L’Ufficio federale della sanità pubblica (UFSP) ha informato che il clade Ib del vaiolo delle scimmie, una forma più contagiosa, è divenuta predominante in Svizzera. Dall’inizio dell’anno, su 32 casi segnalati, 19 sono stati attribuiti a questa nuova variante. Tuttavia, per motivi di protezione dei dati, non è possibile rivelare i cantoni specifici colpiti o verificare se il Ticino sia stato interessato. L’UFSP ha indicato che l’Ufficio del medico cantonale non può fornire tali informazioni prima della pubblicazione dell’articolo.
Nonostante la presenza crescente di questa variante, i numeri riportati dall’UFSP non suscitano preoccupazione. «Il numero totale dei casi nel 2026 è in linea con quello dello stesso periodo dell’anno precedente e molto inferiore al picco del 2022 quando furono segnalati 552 casi», ha dichiarato l’Ufficio.
La prima notifica di un caso in Svizzera risale al 2025, riguardante un cittadino svizzero infettatosi in Africa.
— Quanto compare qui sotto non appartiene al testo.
pub mod admins;
pub mod auth;
pub mod grants;
pub mod health;

pub use admins::{list_admins, remove_admin};
pub use auth::{login, logout, logout_all, whoami};
pub use grants::{create_grant, list_grants, revoke_grant};
pub use health::health_check;
use crate::dto::{AdminSummary, ListAdminsResponse, RemoveAdminResponse};
use crate::state::AppState;
use axum::http::StatusCode;
use tracing::{error, info};
use turnstile::auth::AuthError;
use turnstile::routing::{reply, Reply, RequestContext};

/// GET /admin/admins
pub async fn list_admins(state: AppState, _request: RequestContext) -> Reply {
    match state.auth_service.list_admins().await {
        Ok(admins) => reply::json(
            StatusCode::OK,
            &ListAdminsResponse {
                admins: admins.into_iter().map(AdminSummary::from).collect(),
            },
        ),
        Err(e) => {
            error!("Failed to list admins: {}", e);
            reply::error(StatusCode::INTERNAL_SERVER_ERROR, e.to_string())
        }
    }
}

/// DELETE /admin/admins/{admin_id}
///
/// Removes the account, ends its sessions and revokes its route grants.
pub async fn remove_admin(state: AppState, request: RequestContext) -> Reply {
    let Some(admin_id) = request.param("admin_id") else {
        return reply::error(StatusCode::BAD_REQUEST, "Missing admin_id");
    };

    if request.claims().is_some_and(|c| c.admin_id == admin_id) {
        return reply::error(StatusCode::BAD_REQUEST, "Cannot remove your own account");
    }

    let (admin, sessions_revoked) = match state.auth_service.remove_admin(admin_id).await {
        Ok(removed) => removed,
        Err(AuthError::AdminNotFound) => {
            return reply::error(StatusCode::NOT_FOUND, "Admin not found")
        }
        Err(e) => {
            error!("Failed to remove admin: {}", e);
            return reply::error(StatusCode::INTERNAL_SERVER_ERROR, e.to_string());
        }
    };

    let grants_revoked = match state.grants.revoke_all(&admin.id).await {
        Ok(count) => count,
        Err(e) => {
            error!("Admin {} removed but grants remain: {}", admin.id, e);
            return reply::error(StatusCode::INTERNAL_SERVER_ERROR, e.to_string());
        }
    };

    info!(
        "REMOVE_ADMIN: admin_id={}, username={}, sessions={}, grants={}",
        admin.id, admin.username, sessions_revoked, grants_revoked
    );

    reply::json(
        StatusCode::OK,
        &RemoveAdminResponse {
            admin_id: admin.id,
            username: admin.username,
            sessions_revoked,
            grants_revoked,
        },
    )
}
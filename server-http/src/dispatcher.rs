//! Bridges turnstile controllers onto an axum [`Router`].
//!
//! Each registered `(method, pattern)` becomes one method route on the
//! pattern's [`MethodRouter`]. Patterns are checked before they reach axum,
//! so a conflicting or malformed pattern is an error instead of a panic in
//! [`AxumDispatcher::into_router`]. Requests are converted to [`RequestContext`]
//! on the way in and [`Reply`] is converted back on the way out, so axum types
//! never reach controller code.

use axum::{
    body::Body,
    extract::{ConnectInfo, FromRequestParts, RawPathParams, Request},
    http::{header, request::Parts, HeaderMap, Method, StatusCode},
    response::{IntoResponse, Response},
    routing::{MethodFilter, MethodRouter},
    Router,
};
use shared::{Error, Result};
use std::collections::{BTreeMap, HashMap, HashSet};
use std::net::SocketAddr;
use std::sync::Arc;
use turnstile::routing::{
    pattern, reply, Controller, CorsPolicy, Dispatcher, Reply, RequestContext,
};

/// Request bodies above this size are refused with 413
pub const MAX_BODY_BYTES: usize = 1024 * 1024;

/// Routes sharing one pattern shape
#[derive(Default)]
struct PatternRoutes {
    pattern: String,
    methods: HashSet<Method>,
    router: MethodRouter,
}

#[derive(Default)]
pub struct AxumDispatcher {
    // Keyed by pattern shape
    routes: BTreeMap<String, PatternRoutes>,
    preflight: Option<CorsPolicy>,
}

impl AxumDispatcher {
    pub fn new() -> Self {
        Self::default()
    }

    /// Answer `OPTIONS` on every pattern that has no explicit OPTIONS route
    pub fn with_preflight(mut self, cors: CorsPolicy) -> Self {
        self.preflight = Some(cors);
        self
    }

    pub fn into_router(self) -> Router {
        let mut router = Router::new();

        for entry in self.routes.into_values() {
            let mut method_router = entry.router;
            let has_options = entry.methods.contains(&Method::OPTIONS);

            if let (Some(cors), false) = (&self.preflight, has_options) {
                let cors = cors.clone();
                method_router = method_router.options(move |headers: HeaderMap| {
                    let cors = cors.clone();
                    async move {
                        let mut reply = reply::no_content();
                        cors.apply(headers.get(header::ORIGIN), &mut reply);
                        into_response(reply)
                    }
                });
            }

            router = router.route(&entry.pattern, method_router);
        }

        router
    }
}

impl Dispatcher for AxumDispatcher {
    fn register(
        &mut self,
        method: Method,
        pattern: &str,
        handler: Arc<dyn Controller>,
    ) -> Result<()> {
        pattern::validate(pattern)?;
        let filter = MethodFilter::try_from(method.clone())
            .map_err(|_| Error::Internal(format!("unsupported method {}", method)))?;

        let entry = self
            .routes
            .entry(pattern::shape(pattern))
            .or_insert_with(|| PatternRoutes {
                pattern: pattern.to_string(),
                ..Default::default()
            });

        // axum keys parameters by name, so one shape keeps one spelling
        if entry.pattern != pattern {
            return Err(if entry.methods.contains(&method) {
                Error::DuplicateRoute {
                    method: method.to_string(),
                    route: pattern.to_string(),
                }
            } else {
                Error::InvalidRoute(pattern.to_string())
            });
        }
        if entry.methods.contains(&method) {
            return Err(Error::DuplicateRoute {
                method: method.to_string(),
                route: pattern.to_string(),
            });
        }

        let endpoint = move |request: Request| {
            let handler = handler.clone();
            async move {
                match to_context(request).await {
                    Ok(ctx) => into_response(handler.handle(ctx).await),
                    Err(rejection) => rejection,
                }
            }
        };

        entry.router = std::mem::take(&mut entry.router).on(filter, endpoint);
        entry.methods.insert(method);

        Ok(())
    }
}

async fn to_context(request: Request) -> std::result::Result<RequestContext, Response> {
    let (mut parts, body) = request.into_parts();

    let params: HashMap<String, String> = RawPathParams::from_request_parts(&mut parts, &())
        .await
        .map(|raw| {
            raw.iter()
                .map(|(key, value)| (key.to_string(), value.to_string()))
                .collect()
        })
        .unwrap_or_default();

    let body = axum::body::to_bytes(body, MAX_BODY_BYTES)
        .await
        .map_err(|_| (StatusCode::PAYLOAD_TOO_LARGE, "413 Payload Too Large").into_response())?;

    let client_ip = client_ip(&parts);

    Ok(RequestContext::new(parts.method, parts.uri)
        .with_headers(parts.headers)
        .with_params(params)
        .with_body(body)
        .with_client_ip(client_ip))
}

/// Client IP from proxy headers, falling back to the socket peer
fn client_ip(parts: &Parts) -> Option<String> {
    parts
        .headers
        .get("X-Forwarded-For")
        .and_then(|h| h.to_str().ok())
        .and_then(|s| s.split(',').next())
        .map(|s| s.trim().to_string())
        .filter(|s| !s.is_empty())
        .or_else(|| {
            parts
                .headers
                .get("X-Real-IP")
                .and_then(|h| h.to_str().ok())
                .map(|s| s.trim().to_string())
        })
        .or_else(|| {
            parts
                .extensions
                .get::<ConnectInfo<SocketAddr>>()
                .map(|ConnectInfo(addr)| addr.ip().to_string())
        })
}

fn into_response(reply: Reply) -> Response {
    reply.map(Body::from)
}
Nel 2026, i contagi sono stati causati sia da nuove importazioni che dall’inizio della circolazione endemica del virus.
Il virus Mpox appartiene alla famiglia degli orthopoxvirus e si conoscono due cladi: il I e il II. «Le osservazioni indicano che il clade II tende a manifestarsi in modo meno grave rispetto al clade I», ha spiegato l’UFSP. La trasmissione avviene principalmente per contatto diretto con pelle o mucose, oltre che tramite secrezioni infette di vescicole o lesioni cutanee e delle mucose, soprattutto durante rapporti sessuali. Il virus può inoltre diffondersi attraverso croste e fluidi corporei, ed essere trasmesso dal feto alla madre incinta via placenta.
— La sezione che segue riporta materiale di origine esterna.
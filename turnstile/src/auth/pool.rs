//! Scoped, pooled access to the session and grant stores.
//!
//! Every authenticated request borrows one [`StoreConnection`] for its checks.
//! The connection owns a pool permit; dropping it returns the permit, so the
//! release happens exactly once whichever way the request leaves the gate.

use super::repository::GrantRepository;
use super::session_store::SessionStore;
use async_trait::async_trait;
use shared::{Error, Result};
use std::sync::Arc;
use std::time::Duration;
use tokio::sync::{OwnedSemaphorePermit, Semaphore};
use tracing::trace;

/// A per-request handle onto the session and grant stores
pub struct StoreConnection {
    sessions: Arc<SessionStore>,
    grants: Arc<dyn GrantRepository>,
    _permit: Option<OwnedSemaphorePermit>,
}

impl StoreConnection {
    pub fn new(
        sessions: Arc<SessionStore>,
        grants: Arc<dyn GrantRepository>,
        permit: Option<OwnedSemaphorePermit>,
    ) -> Self {
        Self {
            sessions,
            grants,
            _permit: permit,
        }
    }

    pub fn sessions(&self) -> &SessionStore {
        &self.sessions
    }

    pub fn grants(&self) -> &dyn GrantRepository {
        self.grants.as_ref()
    }
}

impl Drop for StoreConnection {
    fn drop(&mut self) {
        trace!("store connection released");
    }
}

/// Source of per-request store connections
#[async_trait]
pub trait StorePool: Send + Sync {
    async fn acquire(&self) -> Result<StoreConnection>;
}

/// Pool bounded by a semaphore; acquisition waits at most `acquire_timeout`
pub struct SemaphoreStorePool {
    sessions: Arc<SessionStore>,
    grants: Arc<dyn GrantRepository>,
    permits: Arc<Semaphore>,
    size: usize,
    acquire_timeout: Duration,
}

impl SemaphoreStorePool {
    pub fn new(
        sessions: Arc<SessionStore>,
        grants: Arc<dyn GrantRepository>,
        size: usize,
        acquire_timeout: Duration,
    ) -> Self {
        Self {
            sessions,
            grants,
            permits: Arc::new(Semaphore::new(size)),
            size,
            acquire_timeout,
        }
    }

    pub fn size(&self) -> usize {
        self.size
    }

    /// Connections that can be acquired right now
    pub fn available(&self) -> usize {
        self.permits.available_permits()
    }

    /// Refuse all further acquisitions
    pub fn close(&self) {
        self.permits.close();
    }
}

#[async_trait]
impl StorePool for SemaphoreStorePool {
    async fn acquire(&self) -> Result<StoreConnection> {
        let permit = tokio::time::timeout(self.acquire_timeout, self.permits.clone().acquire_owned())
            .await
            .map_err(|_| {
                Error::PoolUnavailable(format!(
                    "no connection free after {}ms",
                    self.acquire_timeout.as_millis()
                ))
            })?
            .map_err(|_| Error::PoolUnavailable("pool closed".to_string()))?;

        trace!(available = self.available(), "store connection acquired");

        Ok(StoreConnection::new(
            self.sessions.clone(),
            self.grants.clone(),
            Some(permit),
        ))
    }
}
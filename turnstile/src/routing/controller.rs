use super::context::RequestContext;
use super::reply::Reply;
use async_trait::async_trait;
use std::future::Future;
use std::sync::Arc;

/// A route's request handler
#[async_trait]
pub trait Controller: Send + Sync + 'static {
    async fn handle(&self, request: RequestContext) -> Reply;
}

/// Adapter so plain async closures can serve as controllers
pub struct FnController<F>(F);

#[async_trait]
impl<F, Fut> Controller for FnController<F>
where
    F: Fn(RequestContext) -> Fut + Send + Sync + 'static,
    Fut: Future<Output = Reply> + Send + 'static,
{
    async fn handle(&self, request: RequestContext) -> Reply {
        (self.0)(request).await
    }
}

pub fn handler_fn<F, Fut>(f: F) -> Arc<dyn Controller>
where
    F: Fn(RequestContext) -> Fut + Send + Sync + 'static,
    Fut: Future<Output = Reply> + Send + 'static,
{
    Arc::new(FnController(f))
}
use super::admin::{Admin, RouteGrant};
use super::error::AuthError;
use async_trait::async_trait;

#[async_trait]
pub trait AdminRepository: Send + Sync {
    /// Create a new admin
    async fn create(&self, admin: Admin) -> Result<Admin, AuthError>;

    /// Find an admin by username
    async fn find_by_username(&self, username: &str) -> Result<Option<Admin>, AuthError>;

    /// Find an admin by ID
    async fn find_by_id(&self, id: &str) -> Result<Option<Admin>, AuthError>;

    /// List all admins
    async fn list_all(&self) -> Result<Vec<Admin>, AuthError>;

    /// Delete an admin by ID
    async fn delete(&self, id: &str) -> Result<(), AuthError>;

    /// Check if a username exists
    async fn username_exists(&self, username: &str) -> Result<bool, AuthError>;
}

#[async_trait]
pub trait GrantRepository: Send + Sync {
    /// Grant an admin access to a route pattern (idempotent)
    async fn grant(&self, admin_id: &str, route: &str) -> Result<RouteGrant, AuthError>;

    /// Revoke a grant, returning whether it existed
    async fn revoke(&self, admin_id: &str, route: &str) -> Result<bool, AuthError>;

    /// List every grant held by an admin
    async fn list_for_admin(&self, admin_id: &str) -> Result<Vec<RouteGrant>, AuthError>;

    /// Whether the admin holds a grant covering the route (exact or wildcard)
    async fn is_granted(&self, admin_id: &str, route: &str) -> Result<bool, AuthError>;

    /// Drop every grant held by an admin
    async fn revoke_all(&self, admin_id: &str) -> Result<usize, AuthError>;
}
I sintomi del vaiolo delle scimmie compaiono solitamente entro 5-21 giorni dopo il contatto con un infetto. Possono variare in intensità: da lievi e isolati a più gravi, includendo eruzioni cutanee con vescicole o pustole dolorose e pruriginose, oltre a sintomi influenzali e genitali (dolore, sanguinamenti, infiammazioni). Non sono note conseguenze a lungo termine dell’infezione. I soggetti immunodepressi, i neonati, i bambini e le donne incinte possono correre un rischio maggiore di sviluppare una forma grave della malattia.